Starting from rest, a 12.32-cm-diameter compact disk takes 7.9 s to reach its operating angular velocity of 2298 rpm. Assume that the angular acceleration is constant. The disk's moment of inertia is 1.00*10-5 kg·m2. How much torque is applied to the disk?

Answers (1)
  1. M
    3 December, 06:16
    0
    T = 0.00030462 Nm

    Explanation:

    Given:-

    - The initial angular velocity, wi = 0 rad/s (rest)

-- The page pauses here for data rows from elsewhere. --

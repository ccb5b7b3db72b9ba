use crate::parcel::{Parcel, ParcelReader, StateError};
use bitflags::*;

/// The flag used to signal that an interrupt is pending (IF).
pub const INTERRUPTS_FLAG: u16 = 0xFF0F;
/// Interrupts Enable Register (IE).
pub const INTERRUPTS_ENABLE: u16 = 0xFFFF;

bitflags! {
    #[derive(Default)]
    pub struct InterruptFlags: u8 {
        /// V-Blank
        const VBLANK = 0b0000_0001;
        /// LCD Stat
        const STAT   = 0b0000_0010;
        /// Timer
        const TIMER  = 0b0000_0100;
        /// Serial
        const SERIAL = 0b0000_1000;
        /// Joypad
        const JOYPAD = 0b0001_0000;
    }
}

impl InterruptFlags {
    /// The ISR vector this interrupt jumps to. Only meaningful for
    /// single-bit values.
    pub fn vector(self) -> u16 {
        0x0040 + 8 * (self.bits().trailing_zeros() as u16)
    }

    /// The highest-priority (lowest set bit) interrupt of this set.
    pub fn highest_priority(self) -> InterruptFlags {
        InterruptFlags::from_bits_truncate(self.bits() & self.bits().wrapping_neg())
    }
}

/// IE/IF pair shared by the CPU and every interrupt source.
#[derive(Default, Debug, Clone)]
pub struct Interrupts {
    pub interrupt_enable: InterruptFlags,
    pub interrupt_flag: InterruptFlags,
    /// IE keeps its upper three bits as written, even though they gate
    /// nothing.
    ie_unused_bits: u8,
}

impl Interrupts {
    pub fn new() -> Self {
        Default::default()
    }

    /// Raise an interrupt request in IF.
    #[inline]
    pub fn request(&mut self, interrupt: InterruptFlags) {
        self.interrupt_flag.insert(interrupt);
    }

    /// `IE & IF & 0x1F`, the set the CPU looks at on fetch boundaries.
    #[inline]
    pub fn pending(&self) -> InterruptFlags {
        self.interrupt_enable & self.interrupt_flag
    }

    /// IF reads back with the unused upper bits hardwired to 1.
    pub fn read_flag(&self) -> u8 {
        self.interrupt_flag.bits() | 0xE0
    }

    pub fn write_flag(&mut self, value: u8) {
        self.interrupt_flag = InterruptFlags::from_bits_truncate(value);
    }

    pub fn read_enable(&self) -> u8 {
        self.interrupt_enable.bits() | self.ie_unused_bits
    }

    pub fn write_enable(&mut self, value: u8) {
        self.interrupt_enable = InterruptFlags::from_bits_truncate(value);
        self.ie_unused_bits = value & 0xE0;
    }

    pub fn save_state(&self, parcel: &mut Parcel) {
        parcel.write_u8(self.interrupt_enable.bits() | self.ie_unused_bits);
        parcel.write_u8(self.interrupt_flag.bits());
    }

    pub fn load_state(&mut self, reader: &mut ParcelReader<'_>) -> Result<(), StateError> {
        self.write_enable(reader.read_u8()?);
        self.write_flag(reader.read_u8()?);
        Ok(())
    }
}

#[cfg(test)]
mod tests {
    use super::*;

    #[test]
    fn priority_is_lowest_set_bit() {
        let set = InterruptFlags::TIMER | InterruptFlags::JOYPAD | InterruptFlags::STAT;
        assert_eq!(set.highest_priority(), InterruptFlags::STAT);
        assert_eq!(set.highest_priority().vector(), 0x0048);
    }

    #[test]
    fn vectors() {
        assert_eq!(InterruptFlags::VBLANK.vector(), 0x0040);
        assert_eq!(InterruptFlags::STAT.vector(), 0x0048);
        assert_eq!(InterruptFlags::TIMER.vector(), 0x0050);
        assert_eq!(InterruptFlags::SERIAL.vector(), 0x0058);
        assert_eq!(InterruptFlags::JOYPAD.vector(), 0x0060);
    }

    #[test]
    fn flag_reads_back_with_upper_bits_set() {
        let mut interrupts = Interrupts::new();
        interrupts.write_flag(0x01);
        assert_eq!(interrupts.read_flag(), 0xE1);
    }

    #[test]
    fn pending_masks_disabled_sources() {
        let mut interrupts = Interrupts::new();
        interrupts.write_enable(0x04);
        interrupts.request(InterruptFlags::VBLANK);
        interrupts.request(InterruptFlags::TIMER);
        assert_eq!(interrupts.pending(), InterruptFlags::TIMER);
    }
}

    - The final angular velocity, wf = 2298 rpm = 240.646 rad/s

    - The time taken to reach wf, t = 7.9 s

    - The moment of inertia of disc, I = 1.00 * 10^-5 kg. m^2

    Find:-

    How much torque is applied to the disk?

    Solution:-

    - We will first determine the constant angular acceleration (α) of the disc when it starts from rest and reaches the final angular velocity in time t = 7.9 s.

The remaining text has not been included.